# TKB samples



## LadyMay3 (May 29, 2009)

I dont know if anything about tkbtrading.com has been posted on this forum before but i just got this today:










 some swatches








Those are just some of the samples i ordered


----------



## M!$$_BLinG (May 29, 2009)

awesome colors
enjoy


----------



## n_c (May 29, 2009)

pretty colors...enjoy!


----------



## Willa (May 29, 2009)

I ordered 2 or 3 times from them, their pigments are awesome!
Huge portions!!!


----------



## Fataliya (May 29, 2009)

I've been wanting the Pop! sampler for ages now.....*sigh*


----------



## LadyMay3 (May 29, 2009)

Quote:

   Originally Posted by *Fataliya* 

 
_I've been wanting the Pop! sampler for ages now.....*sigh*_

 
 I cant wait to mix these up. I actually received 2 pop samplers cause I didnt know pop already came with the 15 sampler or maybe they just didnt notice they were sending me the same thing... Im thinking about sending it back


----------



## swaly (Jun 8, 2009)

I just ordered a complete set of samples...250 colors I think. I'm so excited!


----------



## LadyMay3 (Jun 10, 2009)

Quote:

   Originally Posted by *swaly* 

 
_I just ordered a complete set of samples...250 colors I think. I'm so excited!_

 
Oh thats great! post pictures when you get it.

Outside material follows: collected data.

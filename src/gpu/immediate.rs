// Immediate submissions
//
// A blocking upload path, independent of the frame pipeline: its own
// command pool, its own timeline semaphore, its own staging ring. Copies
// are recorded lazily into one open command buffer; `wait` submits and
// blocks until the device has drained everything. When the staging ring
// cannot hold the next copy, the path spills: it waits for the in-flight
// work, resets the ring, and retries.

use ash::vk;

use super::barrier::{buffer_barrier, image_barrier, stage_mask, ResourceAccess};
use super::buffer::{
    create_buffer_resource, destroy_buffer_resource, Buffer, BufferDesc, BufferUsage, MemoryUsage,
};
use super::device::DeviceContext;
use super::error::{GpuError, Result, VkCall};
use super::frame::StagingCursor;
use super::image::{aspect_for_format, Image};

pub const IMMEDIATE_STAGING_SIZE: u64 = 32 * 1024 * 1024;

/// Texel size for formats accepted by `copy_to_image`. None means the
/// format is not a supported upload target.
pub fn bytes_per_texel(format: vk::Format) -> Option<u64> {
    match format {
        vk::Format::R8_UNORM | vk::Format::R8_SRGB => Some(1),
        vk::Format::R8G8_UNORM | vk::Format::R16_SFLOAT => Some(2),
        vk::Format::R8G8B8A8_UNORM
        | vk::Format::R8G8B8A8_SRGB
        | vk::Format::B8G8R8A8_UNORM
        | vk::Format::B8G8R8A8_SRGB
        | vk::Format::R16G16_SFLOAT
        | vk::Format::R32_SFLOAT => Some(4),
        vk::Format::R16G16B16A16_SFLOAT | vk::Format::R32G32_SFLOAT => Some(8),
        vk::Format::R32G32B32A32_SFLOAT => Some(16),
        _ => None,
    }
}

pub struct ImmediateContext {
    command_pool: vk::CommandPool,
    command_buffer: vk::CommandBuffer,
    timeline: vk::Semaphore,
    submissions: u64,
    staging: Buffer,
    cursor: StagingCursor,
    recording: bool,
}

impl ImmediateContext {
    pub fn new(device: &DeviceContext) -> Result<Self> {
        let staging = create_buffer_resource(
            device,
            &BufferDesc {
                size: IMMEDIATE_STAGING_SIZE,
                usage: BufferUsage::TRANSFER_SRC,
                memory: MemoryUsage::CpuToGpu,
                name: "immediate staging",
            },
        )?;

        let mut timeline_info = vk::SemaphoreTypeCreateInfo::builder()
            .semaphore_type(vk::SemaphoreType::TIMELINE)
            .initial_value(0);
        let semaphore_info = vk::SemaphoreCreateInfo::builder().push_next(&mut timeline_info);
        let timeline = unsafe { device.device.create_semaphore(&semaphore_info, None) }
            .vk_call("vkCreateSemaphore")?;

        let pool_info = vk::CommandPoolCreateInfo::builder()
            .flags(vk::CommandPoolCreateFlags::TRANSIENT)
            .queue_family_index(device.queue_family);
        let command_pool = unsafe { device.device.create_command_pool(&pool_info, None) }
            .vk_call("vkCreateCommandPool")?;

        let alloc_info = vk::CommandBufferAllocateInfo::builder()
            .command_pool(command_pool)
            .level(vk::CommandBufferLevel::PRIMARY)
            .command_buffer_count(1);
        let command_buffer = unsafe { device.device.allocate_command_buffers(&alloc_info) }
            .vk_call("vkAllocateCommandBuffers")?[0];

        Ok(Self {
            command_pool,
            command_buffer,
            timeline,
            submissions: 0,
            staging,
            cursor: StagingCursor::new(IMMEDIATE_STAGING_SIZE),
            recording: false,
        })
    }

    fn ensure_recording(&mut self, device: &DeviceContext) -> Result<()> {
        if self.recording {
            return Ok(());
        }
        let begin_info = vk::CommandBufferBeginInfo::builder()
            .flags(vk::CommandBufferUsageFlags::ONE_TIME_SUBMIT);
        unsafe {
            device
                .device
                .begin_command_buffer(self.command_buffer, &begin_info)
        }
        .vk_call("vkBeginCommandBuffer")?;
        self.recording = true;
        Ok(())
    }

    /// Reserve staging space for `size` bytes, spilling through `wait` when
    /// the ring is full. A copy that can never fit is a capability error.
    fn reserve(&mut self, device: &DeviceContext, size: u64) -> Result<u64> {
        if size > IMMEDIATE_STAGING_SIZE {
            return Err(GpuError::MissingCapability(format!(
                "immediate copy of {} bytes exceeds the {} byte staging ring",
                size, IMMEDIATE_STAGING_SIZE
            )));
        }
        if let Some(offset) = self.cursor.allocate(size, 16) {
            return Ok(offset);
        }
        self.wait(device)?;
        match self.cursor.allocate(size, 16) {
            Some(offset) => Ok(offset),
            None => unreachable!("empty staging ring rejected a copy that fits"),
        }
    }

    fn stage(&mut self, device: &DeviceContext, bytes: &[u8]) -> Result<u64> {
        let offset = self.reserve(device, bytes.len() as u64)?;
        unsafe {
            std::ptr::copy_nonoverlapping(
                bytes.as_ptr(),
                self.staging.mapped.add(offset as usize),
                bytes.len(),
            );
        }
        Ok(offset)
    }

    /// Stage `bytes` and record a copy into `dst`. Blocks only when the
    /// staging ring spills.
    pub fn copy_to_buffer(
        &mut self,
        device: &DeviceContext,
        dst: &Buffer,
        dst_offset: u64,
        bytes: &[u8],
    ) -> Result<()> {
        let staging_offset = self.stage(device, bytes)?;
        self.ensure_recording(device)?;

        let region = vk::BufferCopy {
            src_offset: staging_offset,
            dst_offset,
            size: bytes.len() as u64,
        };
        let drain = buffer_barrier(
            dst.buffer,
            ResourceAccess::TRANSFER_WRITE,
            ResourceAccess::INDEX_READ
                | ResourceAccess::INDIRECT_ARGS
                | ResourceAccess::VERTEX_SHADER_READ
                | ResourceAccess::FRAGMENT_SHADER_READ,
        );
        unsafe {
            device.device.cmd_copy_buffer(
                self.command_buffer,
                self.staging.buffer,
                dst.buffer,
                &[region],
            );
            device.device.cmd_pipeline_barrier(
                self.command_buffer,
                stage_mask(ResourceAccess::TRANSFER_WRITE),
                stage_mask(
                    ResourceAccess::INDEX_READ
                        | ResourceAccess::INDIRECT_ARGS
                        | ResourceAccess::VERTEX_SHADER_READ
                        | ResourceAccess::FRAGMENT_SHADER_READ,
                ),
                vk::DependencyFlags::empty(),
                &[],
                &[drain],
                &[],
            );
        }
        Ok(())
    }

    /// Stage tightly packed pixels and record the full upload sequence for
    /// `dst`: transition in, copy, transition to shader-readable. Panics
    /// when the byte count does not match the image dimensions.
    pub fn copy_to_image(
        &mut self,
        device: &DeviceContext,
        dst: &Image,
        bytes: &[u8],
    ) -> Result<()> {
        if let Some(texel) = bytes_per_texel(dst.format) {
            let expected = u64::from(dst.width) * u64::from(dst.height) * texel;
            assert_eq!(
                bytes.len() as u64,
                expected,
                "pixel data is {} bytes, a {}x{} {:?} image needs {}",
                bytes.len(),
                dst.width,
                dst.height,
                dst.format,
                expected
            );
        }
        let staging_offset = self.stage(device, bytes)?;
        self.ensure_recording(device)?;

        let aspect = aspect_for_format(dst.format);
        let to_transfer = image_barrier(
            dst.image,
            aspect,
            ResourceAccess::empty(),
            ResourceAccess::TRANSFER_WRITE,
        );
        let to_sampled = image_barrier(
            dst.image,
            aspect,
            ResourceAccess::TRANSFER_WRITE,
            ResourceAccess::VERTEX_SHADER_READ | ResourceAccess::FRAGMENT_SHADER_READ,
        );
        let region = vk::BufferImageCopy {
            buffer_offset: staging_offset,
            buffer_row_length: 0,
            buffer_image_height: 0,
            image_subresource: vk::ImageSubresourceLayers {
                aspect_mask: aspect,
                mip_level: 0,
                base_array_layer: 0,
                layer_count: 1,
            },
            image_offset: vk::Offset3D { x: 0, y: 0, z: 0 },
            image_extent: vk::Extent3D {
                width: dst.width,
                height: dst.height,
                depth: 1,
            },
        };
        unsafe {
            device.device.cmd_pipeline_barrier(
                self.command_buffer,
                stage_mask(ResourceAccess::empty()),
                stage_mask(ResourceAccess::TRANSFER_WRITE),
                vk::DependencyFlags::empty(),
                &[],
                &[],
                &[to_transfer],
            );
            device.device.cmd_copy_buffer_to_image(
                self.command_buffer,
                self.staging.buffer,
                dst.image,
                vk::ImageLayout::TRANSFER_DST_OPTIMAL,
                &[region],
            );
            device.device.cmd_pipeline_barrier(
                self.command_buffer,
                stage_mask(ResourceAccess::TRANSFER_WRITE),
                stage_mask(
                    ResourceAccess::VERTEX_SHADER_READ | ResourceAccess::FRAGMENT_SHADER_READ,
                ),
                vk::DependencyFlags::empty(),
                &[],
                &[],
                &[to_sampled],
            );
        }
        Ok(())
    }

    /// Submit any recorded copies and block until the device has executed
    /// every immediate submission so far, then recycle the pool and ring.
    pub fn wait(&mut self, device: &DeviceContext) -> Result<()> {
        if self.recording {
            unsafe { device.device.end_command_buffer(self.command_buffer) }
                .vk_call("vkEndCommandBuffer")?;
            self.recording = false;
            self.submissions += 1;

            let command_buffers = [self.command_buffer];
            let signal_semaphores = [self.timeline];
            let signal_values = [self.submissions];
            let mut timeline_submit = vk::TimelineSemaphoreSubmitInfo::builder()
                .signal_semaphore_values(&signal_values);
            let submit_info = vk::SubmitInfo::builder()
                .command_buffers(&command_buffers)
                .signal_semaphores(&signal_semaphores)
                .push_next(&mut timeline_submit);
            unsafe {
                device
                    .device
                    .queue_submit(device.queue, &[submit_info.build()], vk::Fence::null())
            }
            .vk_call("vkQueueSubmit")?;
            log::debug!("Immediate submission {} flushed", self.submissions);
        }

        if self.submissions > 0 {
            let semaphores = [self.timeline];
            let values = [self.submissions];
            let wait_info = vk::SemaphoreWaitInfo::builder()
                .semaphores(&semaphores)
                .values(&values);
            unsafe { device.device.wait_semaphores(&wait_info, u64::MAX) }
                .vk_call("vkWaitSemaphores")?;
        }

        unsafe {
            device
                .device
                .reset_command_pool(self.command_pool, vk::CommandPoolResetFlags::empty())
        }
        .vk_call("vkResetCommandPool")?;
        self.cursor.reset();
        Ok(())
    }

    pub fn destroy(&mut self, device: &DeviceContext) {
        unsafe {
            device.device.destroy_semaphore(self.timeline, None);
            device.device.destroy_command_pool(self.command_pool, None);
        }
        destroy_buffer_resource(device, &self.staging);
    }
}

#[cfg(test)]
mod tests {
    use super::*;

    #[test]
    fn texel_sizes_for_upload_formats() {
        assert_eq!(bytes_per_texel(vk::Format::R8_UNORM), Some(1));
        assert_eq!(bytes_per_texel(vk::Format::R8G8B8A8_SRGB), Some(4));
        assert_eq!(bytes_per_texel(vk::Format::B8G8R8A8_UNORM), Some(4));
        assert_eq!(bytes_per_texel(vk::Format::R16G16B16A16_SFLOAT), Some(8));
        assert_eq!(bytes_per_texel(vk::Format::R32G32B32A32_SFLOAT), Some(16));
    }

    #[test]
    fn compressed_and_depth_formats_are_not_upload_targets() {
        assert_eq!(bytes_per_texel(vk::Format::D32_SFLOAT), None);
        assert_eq!(bytes_per_texel(vk::Format::BC7_SRGB_BLOCK), None);
    }
}
impl FramePipeline {
    /// `frames_in_flight` must already be clamped to 1..=FRAMES_IN_FLIGHT.
    pub fn new(device: &DeviceContext, frames_in_flight: usize) -> Result<Self> {
        assert!(
            (1..=FRAMES_IN_FLIGHT).contains(&frames_in_flight),
            "frames_in_flight {} outside 1..={}",
            frames_in_flight,
            FRAMES_IN_FLIGHT
        );
        let staging_buffer = create_buffer_resource(
            device,
            &BufferDesc {
                size: FRAME_STAGING_SIZE * frames_in_flight as u64,
                usage: BufferUsage::TRANSFER_SRC,
                memory: MemoryUsage::CpuToGpu,
                name: "frame staging ring",
            },
        )?;

        let mut timeline_info = vk::SemaphoreTypeCreateInfo::builder()
            .semaphore_type(vk::SemaphoreType::TIMELINE)
            .initial_value(0);
        let semaphore_info = vk::SemaphoreCreateInfo::builder().push_next(&mut timeline_info);
        let timeline = unsafe { device.device.create_semaphore(&semaphore_info, None) }
            .vk_call("vkCreateSemaphore")?;

        let mut slots = Vec::with_capacity(frames_in_flight);
        for _ in 0..frames_in_flight {
            let pool_info = vk::CommandPoolCreateInfo::builder()
                .flags(vk::CommandPoolCreateFlags::TRANSIENT)
                .queue_family_index(device.queue_family);
            let command_pool = unsafe { device.device.create_command_pool(&pool_info, None) }
                .vk_call("vkCreateCommandPool")?;

            let alloc_info = vk::CommandBufferAllocateInfo::builder()
                .command_pool(command_pool)
                .level(vk::CommandBufferLevel::PRIMARY)
                .command_buffer_count(1);
            let command_buffer = unsafe { device.device.allocate_command_buffers(&alloc_info) }
                .vk_call("vkAllocateCommandBuffers")?[0];

            let binary_info = vk::SemaphoreCreateInfo::builder();
            let acquire_semaphore = unsafe { device.device.create_semaphore(&binary_info, None) }
                .vk_call("vkCreateSemaphore")?;
            let submit_semaphore = unsafe { device.device.create_semaphore(&binary_info, None) }
                .vk_call("vkCreateSemaphore")?;

            slots.push(FrameSlot {
                command_pool,
                command_buffer,
                acquire_semaphore,
                submit_semaphore,
                staging: StagingCursor::new(FRAME_STAGING_SIZE),
            });
        }

        log::info!(
            "Frame pipeline ready: {} frames in flight, {} KiB staging per frame",
            frames_in_flight,
            FRAME_STAGING_SIZE / 1024
        );

        Ok(Self {
            slots,
            timeline,
            schedule: FrameSchedule::new(frames_in_flight),
            staging_buffer,
            current: None,
        })
    }

    /// Throttle, acquire, and open the next frame's command buffer. When
    /// the surface is out of date no frame starts and the schedule stays
    /// where it was.
    pub fn begin_frame(
        &mut self,
        device: &DeviceContext,
        swapchain: &Swapchain,
        images: &Pool<Image>,
    ) -> Result<FrameStatus> {
        let ticket = self.schedule.begin();

        if ticket.wait_value > 0 {
            let semaphores = [self.timeline];
            let values = [ticket.wait_value];
            let wait_info = vk::SemaphoreWaitInfo::builder()
                .semaphores(&semaphores)
                .values(&values);
            if let Err(err) = unsafe { device.device.wait_semaphores(&wait_info, u64::MAX) }
                .vk_call("vkWaitSemaphores")
            {
                self.schedule.cancel();
                return Err(err);
            }
        }

        let slot = &mut self.slots[ticket.slot];
        slot.staging.reset();
        if let Err(err) = unsafe {
            device
                .device
                .reset_command_pool(slot.command_pool, vk::CommandPoolResetFlags::empty())
        }
        .vk_call("vkResetCommandPool")
        {
            self.schedule.cancel();
            return Err(err);
        }

        let image_index = match swapchain.acquire(slot.acquire_semaphore) {
            Ok(AcquireOutcome::Ready { image_index }) => image_index,
            Ok(AcquireOutcome::NeedsRecreate) => {
                self.schedule.cancel();
                return Ok(FrameStatus::NeedsRecreate);
            }
            Err(err) => {
                self.schedule.cancel();
                return Err(err);
            }
        };

        let begin_info = vk::CommandBufferBeginInfo::builder()
            .flags(vk::CommandBufferUsageFlags::ONE_TIME_SUBMIT);
        unsafe { device.device.begin_command_buffer(slot.command_buffer, &begin_info) }
            .vk_call("vkBeginCommandBuffer")?;

        // Backbuffer contents are discarded; transition from UNDEFINED.
        let backbuffer = swapchain.backbuffer(image_index);
        let target = images.get(backbuffer);
        let to_attachment = image_barrier(
            target.image,
            aspect_for_format(target.format),
            ResourceAccess::empty(),
            ResourceAccess::COLOR_ATTACHMENT,
        );
        unsafe {
            device.device.cmd_pipeline_barrier(
                slot.command_buffer,
                stage_mask(ResourceAccess::empty()),
                stage_mask(ResourceAccess::COLOR_ATTACHMENT),
                vk::DependencyFlags::empty(),
                &[],
                &[],
                &[to_attachment],
            );
        }

        self.current = Some(CurrentFrame {
            ticket,
            image_index,
        });
        Ok(FrameStatus::Ready(Frame {
            number: ticket.number,
            backbuffer,
        }))
    }

    /// Close the frame, submit it, and present. The frame counts as
    /// submitted even when present asks for a recreate.
    pub fn end_frame(
        &mut self,
        device: &DeviceContext,
        swapchain: &Swapchain,
        images: &Pool<Image>,
    ) -> Result<SwapchainStatus> {
        let Some(current) = self.current.take() else {
            panic!("no frame is being recorded");
        };
        let slot = &self.slots[current.ticket.slot];

        let target = images.get(swapchain.backbuffer(current.image_index));
        let to_present = image_barrier(
            target.image,
            aspect_for_format(target.format),
            ResourceAccess::COLOR_ATTACHMENT,
            ResourceAccess::PRESENT,
        );
        unsafe {
            device.device.cmd_pipeline_barrier(
                slot.command_buffer,
                stage_mask(ResourceAccess::COLOR_ATTACHMENT),
                stage_mask(ResourceAccess::PRESENT),
                vk::DependencyFlags::empty(),
                &[],
                &[],
                &[to_present],
            );
            device
                .device
                .end_command_buffer(slot.command_buffer)
                .vk_call("vkEndCommandBuffer")?;
        }

        let wait_semaphores = [slot.acquire_semaphore];
        let wait_stages = [vk::PipelineStageFlags::COLOR_ATTACHMENT_OUTPUT];
        let wait_values = [0];
        let command_buffers = [slot.command_buffer];
        let signal_semaphores = [slot.submit_semaphore, self.timeline];
        let signal_values = [0, current.ticket.number];
        let mut timeline_submit = vk::TimelineSemaphoreSubmitInfo::builder()
            .wait_semaphore_values(&wait_values)
            .signal_semaphore_values(&signal_values);
        let submit_info = vk::SubmitInfo::builder()
            .wait_semaphores(&wait_semaphores)
            .wait_dst_stage_mask(&wait_stages)
            .command_buffers(&command_buffers)
            .signal_semaphores(&signal_semaphores)
            .push_next(&mut timeline_submit);
        unsafe {
            device
                .device
                .queue_submit(device.queue, &[submit_info.build()], vk::Fence::null())
        }
        .vk_call("vkQueueSubmit")?;
        self.schedule.end();

        swapchain.present(device.queue, current.image_index, &[slot.submit_semaphore])
    }

    /// Command buffer of the frame being recorded. Panics outside
    /// begin/end.
    pub fn command_buffer(&self) -> vk::CommandBuffer {
        let current = self
            .current
            .as_ref()
            .unwrap_or_else(|| panic!("no frame is being recorded"));
        self.slots[current.ticket.slot].command_buffer
    }

    pub fn is_recording(&self) -> bool {
        self.current.is_some()
    }

    /// Swapchain image index of the frame being recorded. Panics outside
    /// begin/end.
    pub fn current_image_index(&self) -> u32 {
        let current = self
            .current
            .as_ref()
            .unwrap_or_else(|| panic!("no frame is being recorded"));
        current.image_index
    }

    pub fn frame_count(&self) -> u64 {
        self.schedule.completed()
    }

    /// Stage `bytes` in the frame's staging region and record a copy into
    /// `dst`. The copy executes before any draw of this frame only if the
    /// caller orders it with a barrier.
    pub fn copy_to_buffer(
        &mut self,
        device: &DeviceContext,
        dst: &Buffer,
        dst_offset: u64,
        bytes: &[u8],
    ) -> Result<()> {
        let current = self
            .current
            .as_ref()
            .unwrap_or_else(|| panic!("no frame is being recorded"));
        let slot = &mut self.slots[current.ticket.slot];

        let size = bytes.len() as u64;
        let Some(relative) = slot.staging.allocate(size, 4) else {
            return Err(GpuError::MissingCapability(format!(
                "frame staging exhausted: {} bytes requested, {} of {} used",
                size,
                slot.staging.used(),
                FRAME_STAGING_SIZE
            )));
        };
        let staging_offset = current.ticket.slot as u64 * FRAME_STAGING_SIZE + relative;

        unsafe {
            std::ptr::copy_nonoverlapping(
                bytes.as_ptr(),
                self.staging_buffer.mapped.add(staging_offset as usize),
                bytes.len(),
            );
            let region = vk::BufferCopy {
                src_offset: staging_offset,
                dst_offset,
                size,
            };
            device.device.cmd_copy_buffer(
                slot.command_buffer,
                self.staging_buffer.buffer,
                dst.buffer,
                &[region],
            );
        }
        Ok(())
    }

    pub fn destroy(&mut self, device: &DeviceContext) {
        unsafe {
            for slot in &self.slots {
                device.device.destroy_semaphore(slot.acquire_semaphore, None);
                device.device.destroy_semaphore(slot.submit_semaphore, None);
                device.device.destroy_command_pool(slot.command_pool, None);
            }
            device.device.destroy_semaphore(self.timeline, None);
        }
        self.slots.clear();
        destroy_buffer_resource(device, &self.staging_buffer);
    }
}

I want to place a big order to and resell to friends lol


----------



## chiquilla_loca (Jun 10, 2009)

wow, nice colors! do you mind telling me how much the samples cost?


----------



## LadyMay3 (Jun 11, 2009)

Quote:

   Originally Posted by *chiquilla_loca* 

 
_wow, nice colors! do you mind telling me how much the samples cost?_

 

Well i bought the sampler, colored micas (powder)
They sent me 10 colors and samples are 1 tablespoon of color in a plastic zip lock for $14 shipping was like $3


----------



## grc733 (Jun 11, 2009)

grape pop and blueberry pop!!!! wow look at that color!


----------



## dwinns17 (Jun 21, 2014)

Can some one help I am ordering fron tkb


----------



## dwinns17 (Jun 21, 2014)

I am ordering from tkb for the first time.  I want to make matte shadows as well as other finishes for personal use.  I have been searching to find out how to do it but can't find anything.  Can someone please help


----------